Niedrigere Standards durch Freihandelsabkommen: Bundesminister Schmidt hält Kennzeichnungspflicht für verzichtbar.

Herrenlose Würste unbekannter Herkunft in einer Markthalle in Rotterdam Bild: imago/jochen tack

BERLIN taz | Bundesagrarminister Christian Schmidt (CSU) hat in einem Interview zum geplanten EU-Freihandelsabkommen mit den USA (TTIP) die Katze aus dem Sack gelassen: „Seine Äußerungen in puncto Regionalkennzeichnung von Lebensmitteln zeigen: Die sogenannten Standards bei einem wichtigen Thema wie Transparenz und Herkunftskennzeichung bleiben nicht aufrechterhalten“, sagte Thilo Bode, Geschäftsführer der Verbraucherorganisation Foodwatch, am Montag der taz. Bei TTIP werde darüber verhandelt, die Regeln anzugleichen, „und da muss natürlich jede Seite nachgeben. Schmidt ist hier extrem offen.“

Zuvor hatte der CSU-Politiker sich erstmals bereit erklärt, die gesetzlich geschützte Herkunftskennzeichung regionaler Spezialitäten für TTIP zu opfern. „Wenn wir die Chancen eines freien Handels mit dem riesigen amerikanischen Markt nutzen wollen, können wir nicht mehr jede Wurst und jeden Käse als Spezialität schützen“, zitierte ihn der Spiegel. Die geltenden EU-Regeln für regionale Lebensmittel seien „sehr bürokratisch“.

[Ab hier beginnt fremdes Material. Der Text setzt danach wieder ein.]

//! Protocol store backed by a single pipe-delimited file.
//!
//! # Responsibility
//! - Hold the ordered record list for one process lifetime.
//! - Load the whole file into memory and rewrite the whole file on save.
//!
//! # Invariants
//! - In-memory order is insertion order and on-disk row order.
//! - `save` never appends; it writes a temp file and renames it over the
//!   target, so a failed save leaves the previous file intact.
//! - `load` replaces the in-memory list; it never merges.
//! - Malformed rows are skipped, logged and reported; the rest still load.
//!
//! # See also
//! - `store::format` for the column layout.

use super::format::{decode_row, encode_header, encode_record, Header, RowError};
use crate::model::record::Record;
use log::{error, info, warn};
use std::error::Error;
use std::fmt::{Display, Formatter};
use std::fs;
use std::io;
use std::path::{Path, PathBuf};
use std::time::Instant;

pub type StoreResult<T> = Result<T, StoreError>;

/// Errors raised by protocol store operations.
#[derive(Debug)]
pub enum StoreError {
    Io { path: PathBuf, source: io::Error },
    OutOfRange { index: usize, len: usize },
}

impl Display for StoreError {
    fn fmt(&self, f: &mut Formatter<'_>) -> std::fmt::Result {
        match self {
            Self::Io { path, source } => write!(f, "{}: {source}", path.display()),
            Self::OutOfRange { index, len } => {
                write!(f, "item index {index} out of range (protocol has {len} items)")
            }
        }
    }
}

impl Error for StoreError {
    fn source(&self) -> Option<&(dyn Error + 'static)> {
        match self {
            Self::Io { source, .. } => Some(source),
            Self::OutOfRange { .. } => None,
        }
    }
}

/// A data row that `load` could not turn into a record.
#[derive(Debug, Clone, PartialEq, Eq)]
pub struct SkippedRow {
    /// 1-based line number in the file (the header is line 1).
    pub line: usize,
    pub reason: RowError,
}

/// Outcome of a `load` call.
#[derive(Debug, Clone, Default, PartialEq, Eq)]
pub struct LoadReport {
    pub loaded: usize,
    pub skipped: Vec<SkippedRow>,
    /// Set when the file did not exist and an empty one was written.
    pub created: bool,
}

/// In-memory protocol plus its backing file.
#[derive(Debug, Clone)]
pub struct ProtocolStore {
    path: PathBuf,
    records: Vec<Record>,
}

impl ProtocolStore {
    /// Creates an empty store. Nothing is read until `load`.
    pub fn new(path: impl Into<PathBuf>) -> Self {
        Self {
            path: path.into(),
            records: Vec::new(),
        }
    }

    /// Creates a store and loads it from `path`.
    pub fn open(path: impl Into<PathBuf>) -> StoreResult<(Self, LoadReport)> {
        let mut store = Self::new(path);
        let report = store.load()?;
        Ok((store, report))
    }

    pub fn path(&self) -> &Path {
        &self.path
    }

    pub fn records(&self) -> &[Record] {
        &self.records
    }

    pub fn len(&self) -> usize {
        self.records.len()
    }

    pub fn is_empty(&self) -> bool {
        self.records.is_empty()
    }

    /// Titles of all records in insertion order.
    pub fn list_items(&self) -> Vec<&str> {
        self.records
            .iter()
            .map(|record| record.title.as_str())
            .collect()
    }

    /// Titles of records whose kind tag equals `kind` exactly.
    ///
    /// Unknown tags yield an empty list.
    pub fn list_items_by_type(&self, kind: &str) -> Vec<&str> {
        self.records
            .iter()
            .filter(|record| record.kind().as_str() == kind)
            .map(|record| record.title.as_str())
            .collect()
    }

    /// Appends a record at the end.
    pub fn add_item(&mut self, record: Record) {
        self.records.push(record);
    }

    /// Removes and returns the record at `index`, shifting later records down.
    ///
    /// # Errors
    /// - `OutOfRange` when `index >= len()`; the store is left unchanged.
    pub fn remove_item(&mut self, index: usize) -> StoreResult<Record> {
        if index >= self.records.len() {
            return Err(StoreError::OutOfRange {
                index,
                len: self.records.len(),
            });
        }
        Ok(self.records.remove(index))
    }

    pub fn clear(&mut self) {
        self.records.clear();
    }

    /// Rewrites the backing file with the full current contents.
    ///
    /// An empty store produces a header-only file.
    pub fn save(&self) -> StoreResult<()> {
        let started_at = Instant::now();
        match self.write_file() {
            Ok(()) => {
                info!(
                    "event=protocol_save module=store status=ok records={} duration_ms={}",
                    self.records.len(),
                    started_at.elapsed().as_millis()
                );
                Ok(())
            }
            Err(err) => {
                error!(
                    "event=protocol_save module=store status=error duration_ms={} error={}",
                    started_at.elapsed().as_millis(),
                    err
                );
                Err(err)
            }
        }
    }

    /// Replaces the in-memory list with the contents of the backing file.
    ///
    /// # Side effects
    /// - Writes a header-only file when the backing file does not exist.
    ///
    /// # Errors
    /// - `Io` for any read failure other than "not found", or when the
    ///   empty file cannot be created.
    pub fn load(&mut self) -> StoreResult<LoadReport> {
        let started_at = Instant::now();

        let content = match fs::read(&self.path) {
            Ok(content) => content,
            Err(err) if err.kind() == io::ErrorKind::NotFound => {
                self.records.clear();
                self.write_file()?;
                info!(
                    "event=protocol_load module=store status=ok mode=created duration_ms={}",
                    started_at.elapsed().as_millis()
                );
                return Ok(LoadReport {
                    created: true,
                    ..LoadReport::default()
                });
            }
            Err(err) => {
                error!(
                    "event=protocol_load module=store status=error duration_ms={} error={}",
                    started_at.elapsed().as_millis(),
                    err
                );
                return Err(self.io_error(err));
            }
        };

        let (records, skipped) = parse_protocol(&content);
        for row in &skipped {
            warn!(
                "event=protocol_row_skipped module=store line={} reason={}",
                row.line, row.reason
            );
        }

        self.records = records;
        info!(
            "event=protocol_load module=store status=ok mode=read records={} skipped={} duration_ms={}",
            self.records.len(),
            skipped.len(),
            started_at.elapsed().as_millis()
        );

        Ok(LoadReport {
            loaded: self.records.len(),
            skipped,
            created: false,
        })
    }

    fn write_file(&self) -> StoreResult<()> {
        if let Some(parent) = self.path.parent() {
            if !parent.as_os_str().is_empty() {
                fs::create_dir_all(parent).map_err(|err| self.io_error(err))?;
            }
        }

        let mut content = encode_header();
        content.push('\n');
        for record in &self.records {
            content.push_str(&encode_record(record));
            content.push('\n');
        }

        let temp_path = temp_path_for(&self.path);
        fs::write(&temp_path, content).map_err(|source| StoreError::Io {
            path: temp_path.clone(),
            source,
        })?;
        fs::rename(&temp_path, &self.path).map_err(|err| {
            let _ = fs::remove_file(&temp_path);
            self.io_error(err)
        })
    }

    fn io_error(&self, source: io::Error) -> StoreError {
        StoreError::Io {
            path: self.path.clone(),
            source,
        }
    }
}

/// Splits raw file bytes into decoded records and skipped rows.
///
/// The first line is the header; blank lines are ignored. Each line is
/// decoded as UTF-8 on its own, so one badly encoded row does not hide the
/// others.
fn parse_protocol(content: &[u8]) -> (Vec<Record>, Vec<SkippedRow>) {
    let mut lines = content
        .split(|byte| *byte == b'\n')
        .map(|line| line.strip_suffix(b"\r").unwrap_or(line))
        .enumerate();
    let header = match lines.next() {
        Some((_, line)) => Header::parse(&String::from_utf8_lossy(line)),
        None => return (Vec::new(), Vec::new()),
    };

    let mut records = Vec::new();
    let mut skipped = Vec::new();
    for (index, bytes) in lines {
        let decoded = std::str::from_utf8(bytes)
            .map_err(|err| RowError::Encoding {
                valid_up_to: err.valid_up_to(),
            })
            .and_then(|line| {
                if line.trim().is_empty() {
                    Ok(None)
                } else {
                    decode_row(&header, line).map(Some)
                }
            });
        match decoded {
            Ok(Some(record)) => records.push(record),
            Ok(None) => {}
            Err(reason) => skipped.push(SkippedRow {
                line: index + 1,
                reason,
            }),
        }
    }
    (records, skipped)
}

fn temp_path_for(path: &Path) -> PathBuf {
    let mut name = path
        .file_name()
        .map(|name| name.to_os_string())
        .unwrap_or_default();
    name.push(".tmp");
    path.with_file_name(name)
}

„Die EU schützt auch solche Spezialitäten, deren Grundstoffe längst nicht mehr nur in ihren Heimatregionen hergestellt werden“, womit er offenbar das blaue EU-Siegel „geschützte geographische Angabe“ (g.g.A.) meinte.

Das trägt zum Beispiel der Schwarzwälder Schinken, dessen Fleisch auch aus dänischen Massenställen kommen darf, wenn es nur im Schwarzwald wie vorgeschrieben verarbeitet wird. Bisher hatte Schmidt immer versprochen, dass die europäischen Lebensmittelstandards „nicht verhandelbar“ seien.

Unglaubwürdiges Dementi

Zwar ruderte der Minister nach Veröffentlichung des Spiegel-Interviews zurück. „Er rüttelt da nicht an den Herkunftsbezeichnungen“, sagte sein Vizesprecher Christian Fronczak der taz. Die Regeln müssten nur einheitlich angewendet werden. Doch diesem Dementi glaubt kaum ein Kritiker. Denn Schmidt behauptet ja nicht, dass er falsch zitiert worden sei, und es ist unwahrscheinlich, dass die Spindoktoren eines Bundesministeriums derart brisante Äußerungen aus Versehen lancieren. Und selbst während seines Dementis betonte Fronczak, die geschützten geografischen Angaben führten „zu Missverständnissen“ bei Verbrauchern.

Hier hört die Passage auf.